ASSIGNED TASK:
Using the records below, output the stretch that opens with the line containing "let mut config_load_warning = None;" and closes with the line containing "let mut tools", exactly and including both lines, with nothing more.

··· EXERCISE MATERIAL ···

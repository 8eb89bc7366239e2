//! CLI routing and command dispatch.

use crate::constants;
use crate::core::agent::{AgentBridge, AgentTools, BatchReport, KeyOutcome};
use crate::core::catalog::VaultCatalog;
use crate::core::config;
use crate::core::resolver::KeyResolver;
use crate::core::session::{SessionConfig, SessionManager};
use crate::models::settings::Settings;
use crate::util::console::{Console, Verbosity};
use crate::util::env::{ReadEnv, SystemEnv};
use crate::util::logging;
use crate::util::path::home_dir;
use crate::util::process::{CommandRunner, VaultProcessRunner};
use anyhow::{bail, Result};
use clap::{ArgGroup, Args, Parser, Subcommand};
use std::collections::BTreeSet;
use std::env;
use std::path::PathBuf;
use std::time::Duration;

pub mod add;
pub mod doctor;
pub mod download;
pub mod list;

/// Shared context passed to all command handlers.
pub struct CliContext {
    pub session: SessionConfig,
    pub tools: AgentTools,
    pub keys_path: PathBuf,
    pub console: Console,
    pub config_path: Option<PathBuf>,
    pub config_load_warning: Option<String>,
}

impl CliContext {
    /// Merge flags, environment and `config.toml` into one context.
    pub fn resolve(cli: &Cli, env: &impl ReadEnv) -> Result<Self> {
        let verbosity = Verbosity::from_flags(cli.verbose, cli.quiet);
        let console = Console::new(verbosity);

        // Best-effort: an unreadable config falls back to defaults with a warning.
        let config_path = cli.config.clone().or_else(|| config::default_path(env));
        let mut config_load_warning = None;
        let settings = match &config_path {
            Some(path) => match config::load(path) {
                Ok(settings) => settings,
                Err(e) => {
                    config_load_warning = Some(format!("{:#}", e));
                    Settings::default()
                }
            },
            None => Settings::default(),
        };

        let vault = settings.vault;
        let mut session = SessionConfig::new(
            cli.domain
                .clone()
                .or(vault.subdomain)
                .unwrap_or_else(|| constants::DEFAULT_SUBDOMAIN.to_string()),
        );
        session.timeout = Duration::from_secs(
            cli.timeout
                .or(vault.timeout_secs)
                .unwrap_or(constants::DEFAULT_TIMEOUT_SECS),
        );
        if let Some(tries) = vault.login_tries {
            session.max_login_retries = tries.max(1);
        }
        session.max_reauth_attempts = vault.max_reauth_attempts;
        session.verbosity = verbosity;
        if let Some(program) = vault.op_program {
            session.op_program = program;
        }

        let ssh = settings.ssh;
        let keys_path = match cli.ssh_keys.clone().or(ssh.keys_path) {
            Some(path) => path,
            None => match home_dir(env) {
                Some(home) => home.join(".ssh"),
                None => bail!("cannot determine home directory; pass --ssh-keys"),
            },
        };

        let mut tools = AgentTools::default();
        if let Some(program) = ssh.ssh_add_program {
            tools.ssh_add = program;
        }
        if let Some(program) = ssh.ssh_keygen_program {
            tools.ssh_keygen = program;
        }
        tools.askpass = ssh.askpass_program.unwrap_or_else(default_askpass);

        Ok(Self {
            session,
            tools,
            keys_path,
            console,
            config_path,
            config_load_warning,
        })
    }

    pub fn runner(&self) -> VaultProcessRunner {
        VaultProcessRunner::new(self.session.timeout)
            .echo_stderr(self.console.verbosity() >= Verbosity::Verbose)
    }

    /// Session (reusing an inherited token) and item listing.
    pub fn open_catalog<R: CommandRunner>(
        &self,
        runner: R,
        env: &impl ReadEnv,
    ) -> Result<VaultCatalog<R>> {
        let session = SessionManager::from_env(self.session.clone(), runner, env);
        VaultCatalog::load(session)
    }

    pub fn bridge<R: CommandRunner + Clone>(
        &self,
        runner: R,
        env: &impl ReadEnv,
    ) -> Result<AgentBridge<VaultCatalog<R>, R>> {
        let catalog = self.open_catalog(runner.clone(), env)?;
        let resolver = KeyResolver::new(catalog, self.console);
        Ok(AgentBridge::new(
            resolver,
            runner,
            self.tools.clone(),
            self.keys_path.clone(),
            self.console,
        ))
    }
}

/// The callback binary installed next to this one, else whatever `PATH` resolves.
fn default_askpass() -> String {
    env::current_exe()
        .ok()
        .map(|exe| exe.with_file_name(constants::DEFAULT_ASKPASS_PROGRAM))
        .filter(|candidate| candidate.is_file())
        .map(|candidate| candidate.display().to_string())
        .unwrap_or_else(|| constants::DEFAULT_ASKPASS_PROGRAM.to_string())
}

#[derive(Parser, Debug)]
#[command(
    name = "opssh",
    version,
    about = "Load SSH keys and passphrases from a 1Password vault into ssh-agent"
)]
pub struct Cli {
    /// 1Password account subdomain
    #[arg(short = 'd', long = "domain", global = true, env = "OPSSH_DOMAIN", value_name = "SUBDOMAIN")]
    pub domain: Option<String>,

    /// Timeout for each vault command, in seconds
    #[arg(short = 't', long, global = true, env = "OPSSH_TIMEOUT", value_name = "SECONDS")]
    pub timeout: Option<u64>,

    /// Directory holding private keys (default: ~/.ssh)
    #[arg(short = 's', long = "ssh-keys", global = true, env = "OPSSH_KEYS_PATH", value_name = "PATH")]
    pub ssh_keys: Option<PathBuf>,

    /// Show every step
    #[arg(short, long, global = true, conflicts_with = "quiet")]
    pub verbose: bool,

    /// Only report failures
    #[arg(short, long, global = true)]
    pub quiet: bool,

    /// Config file (default: $XDG_CONFIG_HOME/opssh/config.toml)
    #[arg(long, global = true, env = "OPSSH_CONFIG", value_name = "PATH")]
    pub config: Option<PathBuf>,

    #[command(subcommand)]
    pub command: Commands,
}

impl Cli {
    pub fn run(self) -> Result<()> {
        logging::init(Verbosity::from_flags(self.verbose, self.quiet));

        let env = SystemEnv;
        let ctx = CliContext::resolve(&self, &env)?;
        if let Some(w) = &ctx.config_load_warning {
            ctx.console.warn(format!("ignoring config: {}", w));
        }

        let runner = ctx.runner();
        match self.command {
            Commands::Add(args) => add::run(&ctx, args, &runner, &env),
            Commands::Download(args) => download::run(&ctx, args, &runner, &env),
            Commands::List(args) => list::run(&ctx, args, &runner, &env),
            Commands::Doctor(args) => doctor::run(&ctx, args, &env),
        }
    }
}

#[derive(Subcommand, Debug)]
pub enum Commands {
    /// Add keys to ssh-agent, passphrases served from the vault
    Add(add::AddArgs),
    /// Write private key files from the vault and derive their public keys
    Download(download::DownloadArgs),
    /// List SSH key records found in the vault
    List(list::ListArgs),
    /// Diagnose installation and configuration (safe, read-only)
    Doctor(doctor::DoctorArgs),
}

/// `--all` or one or more key names.
#[derive(Args, Debug)]
#[command(group(ArgGroup::new("selection").required(true).args(["all", "names"])))]
pub struct KeySelection {
    /// Every key in the vault
    #[arg(short, long)]
    pub all: bool,

    /// Key names to process
    #[arg(value_name = "NAME")]
    pub names: Vec<String>,
}

impl KeySelection {
    /// `None` selects everything.
    pub fn selected(&self) -> Option<BTreeSet<String>> {
        if self.all {
            None
        } else {
            Some(self.names.iter().cloned().collect())
        }
    }
}

/// Print failures, then turn them into a non-zero exit.
pub(crate) fn finish_batch(console: &Console, report: &BatchReport, action: &str) -> Result<()> {
    let failures: Vec<&KeyOutcome> = report.failures().collect();
    if failures.is_empty() {
        console.detail(format!("{}: {} step(s) ok", action, report.outcomes.len()));
        return Ok(());
    }
    for failure in &failures {
        console.detail(format!("{} ({}): {}", failure.name, failure.target, failure.outcome));
    }
    bail!("{}: {} of {} step(s) failed", action, failures.len(), report.outcomes.len());
}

···

RESPONSE BELOW:
        let mut config_load_warning = None;
        let settings = match &config_path {
            Some(path) => match config::load(path) {
                Ok(settings) => settings,
                Err(e) => {
                    config_load_warning = Some(format!("{:#}", e));
                    Settings::default()
                }
            },
            None => Settings::default(),
        };

        let vault = settings.vault;
        let mut session = SessionConfig::new(
            cli.domain
                .clone()
                .or(vault.subdomain)
                .unwrap_or_else(|| constants::DEFAULT_SUBDOMAIN.to_string()),
        );
        session.timeout = Duration::from_secs(
            cli.timeout
                .or(vault.timeout_secs)
                .unwrap_or(constants::DEFAULT_TIMEOUT_SECS),
        );
        if let Some(tries) = vault.login_tries {
            session.max_login_retries = tries.max(1);
        }
        session.max_reauth_attempts = vault.max_reauth_attempts;
        session.verbosity = verbosity;
        if let Some(program) = vault.op_program {
            session.op_program = program;
        }

        let ssh = settings.ssh;
        let keys_path = match cli.ssh_keys.clone().or(ssh.keys_path) {
            Some(path) => path,
            None => match home_dir(env) {
                Some(home) => home.join(".ssh"),
                None => bail!("cannot determine home directory; pass --ssh-keys"),
            },
        };

        let mut tools = AgentTools::default();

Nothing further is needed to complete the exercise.